On Wednesday, December 12, 2012, Gathang community members gathered to celebrate the launch of a new web portal dedicated to the revitalization of their Indigenous language. Media were invited to attend the event, which took place at 2 p.m. in Room AG 03 in the General Education building at Taree TAFE, Montgomery Crescent.
The first of its kind in Australia, the Gathang portal includes a dictionary archive, images and audio, allowing learners to go online and listen to their language – anywhere, anytime! Additional pictures and audio will be uploaded in the coming months, and in time language games and activities will be added. Please visit www.firstvoices.com/en/Gathang to see what has been achieved.
Made up of the Birrbay, Warrimay and Guringay peoples, Gathang speakers cover a large part of coastal New South Wales from Port Stephens to Port Macquarie. “We have a limited number of fluent speakers,” says Gathang language administrator and community member Jeremy Saunders. “Having the portal will engage young people in language learning, as well as give those living away from home the chance to enhance their language knowledge.”
The portal is the result of a collaborative effort between two Indigenous organisations from opposite sides of the Pacific Ocean:
FirstVoices, a program of the First Peoples’ Cultural Council (FPCC) is based in British Columbia, Canada. The FirstVoices suite of web-based tools and services support Aboriginal people engaged in language archiving, teaching and revitalization. Launched in 2003, FirstVoices has worked with over 60 languages from Canada and the U.S.A.
Muurrbay is a Regional Aboriginal Language Centre that supports Aboriginal people on the east coast of Australia to revive their language and culture. Based on Gumbaynggirr country, Muurrbay initially focused on Gumbaynggirr language reclamation. Through their regional wing, Many Rivers Aboriginal Language Centre, established in 2004, they support another six languages, including Gathang by documenting languages, publishing language resources and developing courses for adults.
FirstVoices co-visionary and manager Peter Brand first met Anna Ash, regional co-ordinator with Many Rivers, at Puliima, a national Aboriginal languages conference held in Brisbane in 2010. Following much discussion and community consultation, FirstVoices and Muurrbay agreed to run a pilot project, the first of its kind in Australia, whereby the Gathang language database that was the basis of the published dictionary would be uploaded to the FirstVoices web hub. A Gumbaynggirr project will follow in 2013.
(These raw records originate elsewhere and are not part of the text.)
#[cfg(test)]
mod tests {
    use super::*;
    use crate::{Dielectric, DiffuseLight, HittableList, Lambertian, Sphere};
    use ember_math::sampling::gen_f32;
    use ember_math::Vec3;
    use rand::rngs::StdRng;
    use rand::SeedableRng;
    use std::sync::Arc;

    fn camera(width: u32, height: u32) -> Camera {
        let mut camera = Camera::new()
            .with_resolution(width, height)
            .with_position(Vec3::ZERO, Vec3::new(0.0, 0.0, -1.0), Vec3::Y)
            .with_lens(90.0, 0.0, 1.0);
        camera.initialize().unwrap();
        camera
    }

    fn sphere(center: Vec3, radius: f32, material: impl crate::Material + 'static) -> Box<dyn Hittable> {
        Box::new(Sphere::new(center, radius, Arc::new(material)).unwrap())
    }

    #[test]
    fn test_sky_gradient() {
        // Straight up is the light blue end, straight down is white
        let up_ray = Ray::new_simple(Vec3::ZERO, Vec3::new(0.0, 3.0, 0.0));
        assert!((sky_gradient(&up_ray) - Color::new(0.5, 0.7, 1.0)).length() < 1e-6);

        let down_ray = Ray::new_simple(Vec3::ZERO, Vec3::new(0.0, -1.0, 0.0));
        assert!((sky_gradient(&down_ray) - Color::ONE).length() < 1e-6);

        let level = Ray::new_simple(Vec3::ZERO, Vec3::X);
        assert!((sky_gradient(&level) - Color::new(0.75, 0.85, 1.0)).length() < 1e-6);
    }

    #[test]
    fn test_gamma_known_values() {
        let encoded = gamma(Color::new(0.0, 0.5, 1.0));
        assert_eq!(encoded.x, 0.0);
        assert!((encoded.y - 0.7297).abs() < 1e-4);
        assert_eq!(encoded.z, 1.0);

        // Decoding mid-gray from a texture darkens it
        let decoded = inv_gamma(Color::splat(0.5));
        assert!((decoded.x - 0.2176).abs() < 1e-4);
        assert!((inv_gamma(encoded) - Color::new(0.0, 0.5, 1.0)).length() < 1e-5);
    }

    #[test]
    fn test_gamma_round_trip() {
        let mut rng = StdRng::seed_from_u64(21);
        let check = |c: Color| {
            let back = inv_gamma(gamma(c));
            assert!((back - c).abs().max_element() < 1e-5, "{:?} -> {:?}", c, back);
        };

        // Cube corners and edges, then the interior
        for corner in 0..8 {
            check(Color::new((corner & 1) as f32, ((corner >> 1) & 1) as f32, ((corner >> 2) & 1) as f32));
        }
        for _ in 0..2000 {
            check(Color::new(gen_f32(&mut rng), gen_f32(&mut rng), gen_f32(&mut rng)));
        }
    }

    #[test]
    fn test_gamma_clamps_negative() {
        assert_eq!(gamma(Color::new(-1.0, 0.0, 1.0)), Color::new(0.0, 0.0, 1.0));
    }

    #[test]
    fn test_color_to_rgba() {
        assert_eq!(color_to_rgba(Color::ZERO), [0, 0, 0, 255]);
        assert_eq!(color_to_rgba(Color::ONE), [255, 255, 255, 255]);
        assert_eq!(color_to_rgba(Color::splat(7.0)), [255, 255, 255, 255]);
        // 0.5^(1/2.2) * 255 = 186.1
        assert_eq!(color_to_rgba(Color::new(0.5, 0.0, 0.0)), [186, 0, 0, 255]);
    }

    #[test]
    fn test_image_buffer() {
        let mut image = ImageBuffer::new(3, 2);
        assert_eq!(image.as_bytes().len(), 24);
        assert_eq!(image.get_rgba(2, 1), [0, 0, 0, 0]);

        image.set(2, 1, Color::ONE);
        assert_eq!(image.get_rgba(2, 1), [255, 255, 255, 255]);
        assert_eq!(&image.as_bytes()[20..24], &[255, 255, 255, 255]);

        let mut ppm = Vec::new();
        image.write_ppm(&mut ppm).unwrap();
        let text = String::from_utf8(ppm).unwrap();
        assert!(text.starts_with("P3\n3 2\n255\n"));
        assert_eq!(text.lines().count(), 3 + 6);
    }

    #[test]
    fn test_config_validation() {
        assert!(RenderConfig::default().validate().is_ok());

        let config = RenderConfig {
            samples_per_pixel: 0,
            ..Default::default()
        };
        assert_eq!(config.validate(), Err(ConfigError::ZeroSamples));

        let config = RenderConfig {
            bucket_size: 0,
            ..Default::default()
        };
        assert_eq!(config.validate(), Err(ConfigError::ZeroBucketSize));
    }

    #[test]
    fn test_config_from_partial_json() {
        let config: RenderConfig =
            serde_json::from_str(r#"{"samples_per_pixel": 64, "background": {"solid": [0.1, 0.2, 0.3]}}"#)
                .unwrap();
        assert_eq!(config.samples_per_pixel, 64);
        assert_eq!(config.max_depth, 10);
        assert_eq!(config.background, Background::Solid(Color::new(0.1, 0.2, 0.3)));

        let sky: RenderConfig = serde_json::from_str(r#"{"background": "sky"}"#).unwrap();
        assert_eq!(sky, RenderConfig::default());
    }

    #[test]
    fn test_empty_scene_renders_sky() {
        let camera = camera(16, 12);
        let world = HittableList::new();
        let config = RenderConfig {
            samples_per_pixel: 3,
            ..Default::default()
        };

        let image = render(&camera, &world, &config, &mut StdRng::seed_from_u64(99)).unwrap();

        // Replay the same camera rays against the bare sky
        let mut rng = StdRng::seed_from_u64(99);
        for y in 0..camera.image_height {
            for x in 0..camera.image_width {
                let mut expected = Color::ZERO;
                for _ in 0..config.samples_per_pixel {
                    expected += sky_gradient(&camera.get_ray(x, y, &mut rng));
                }
                let expected = color_to_rgba(expected / config.samples_per_pixel as f32);
                assert_eq!(image.get_rgba(x, y), expected, "pixel ({}, {})", x, y);
            }
        }
    }

    #[test]
    fn test_two_spheres_show_their_albedo() {
        // Under a uniform white environment a convex diffuse object reflects
        // exactly its albedo; the other sphere occludes only a sliver of sky.
        let camera = camera(21, 21);
        let mut world = HittableList::new();
        world.add(sphere(Vec3::new(-5.0, 0.0, -10.0), 1.5, Lambertian::from_color(Color::new(0.8, 0.2, 0.2))));
        world.add(sphere(Vec3::new(5.0, 0.0, -10.0), 1.5, Lambertian::from_color(Color::new(0.2, 0.2, 0.8))));

        let config = RenderConfig {
            samples_per_pixel: 200,
            max_depth: 8,
            background: Background::Solid(Color::ONE),
            ..Default::default()
        };
        let mut rng = StdRng::seed_from_u64(5);

        let left = render_pixel(&camera, &world, 5, 10, &config, &mut rng);
        assert!((left - Color::new(0.8, 0.2, 0.2)).abs().max_element() < 0.03, "{:?}", left);

        let right = render_pixel(&camera, &world, 15, 10, &config, &mut rng);
        assert!((right - Color::new(0.2, 0.2, 0.8)).abs().max_element() < 0.03, "{:?}", right);

        let between = render_pixel(&camera, &world, 10, 10, &config, &mut rng);
        assert_eq!(between, Color::ONE);
    }

    #[test]
    fn test_matched_glass_is_invisible() {
        let camera = camera(9, 9);
        let mut world = HittableList::new();
        world.add(sphere(Vec3::new(0.0, 0.0, -3.0), 1.0, Dielectric::new(1.0)));

        let background = Color::new(0.3, 0.6, 0.9);
        let config = RenderConfig {
            samples_per_pixel: 16,
            background: Background::Solid(background),
            ..Default::default()
        };
        let mut rng = StdRng::seed_from_u64(6);

        let center = render_pixel(&camera, &world, 4, 4, &config, &mut rng);
        assert!((center - background).abs().max_element() < 1e-5);
    }

    #[test]
    fn test_light_emits_at_zero_depth() {
        let mut world = HittableList::new();
        world.add(sphere(Vec3::new(0.0, 0.0, -3.0), 1.0, DiffuseLight::from_color(Color::splat(4.0))));

        let config = RenderConfig {
            max_depth: 0,
            background: Background::Solid(Color::ZERO),
            ..Default::default()
        };
        let mut rng = StdRng::seed_from_u64(7);
        let ray = Ray::new_simple(Vec3::ZERO, -Vec3::Z);

        assert_eq!(ray_color(&ray, &world, 0, &config, &mut rng), Color::splat(4.0));
    }

    #[test]
    fn test_depth_exhaustion_drops_indirect_light() {
        let mut world = HittableList::new();
        world.add(sphere(Vec3::new(0.0, 0.0, -3.0), 1.0, Lambertian::from_color(Color::splat(0.5))));

        let config = RenderConfig {
            background: Background::Solid(Color::ONE),
            ..Default::default()
        };
        let mut rng = StdRng::seed_from_u64(8);
        let ray = Ray::new_simple(Vec3::ZERO, -Vec3::Z);

        assert_eq!(ray_color(&ray, &world, 0, &config, &mut rng), Color::ZERO);
        assert_eq!(ray_color(&ray, &world, 1, &config, &mut rng), Color::splat(0.5));
    }

    #[test]
    fn test_render_rejects_zero_samples() {
        let camera = camera(4, 4);
        let config = RenderConfig {
            samples_per_pixel: 0,
            ..Default::default()
        };
        let result = render(&camera, &HittableList::new(), &config, &mut StdRng::seed_from_u64(0));
        assert_eq!(result, Err(ConfigError::ZeroSamples));
    }

    #[test]
    fn test_render_requires_initialized_camera() {
        let world = HittableList::new();
        let config = RenderConfig::default();
        let mut rng = StdRng::seed_from_u64(0);

        let fresh = Camera::new().with_resolution(4, 4);
        assert_eq!(
            render(&fresh, &world, &config, &mut rng),
            Err(ConfigError::CameraNotInitialized)
        );

        // Resizing after initialize leaves stale pixel deltas
        let resized = camera(4, 4).with_resolution(8, 8);
        assert_eq!(
            render(&resized, &world, &config, &mut rng),
            Err(ConfigError::CameraNotInitialized)
        );
    }
}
Peter, an Australian expat, has traveled from his home in Canada to attend the community’s official launch of the new website. “I’m extremely excited to see Muurrbay break ground in this area. It’s daunting for Aboriginal communities to put their languages on the web, but in our experience, making use of the latest technologies can greatly support the language work that goes on within the communities, and the fear of appropriation is not warranted.” Peter will be visiting several locations in Australia in December and January to encourage and assist other communities to participate in FirstVoices.
“Muurrbay has published several dictionary-grammars, which is an important first step, but people say that they want to hear their language,” says Anna Ash. “This online archive will make all the difference to revitalizing the language. The hard work and dedication of the Gathang language recorders has made this a reality.” Anna is referring to Jeremy Saunders and language recorders Mandy Davis, Marcus Rowsell and Jim and Tony Ridgeway, who were trained by FirstVoices in December last year and have been adding audio and visual resources all year.
Muurrbay gratefully acknowledges funding from the Australian Government’s Department of Regional Australia, Local Government, Arts and Sport via its Indigenous Languages Support (ILS) program.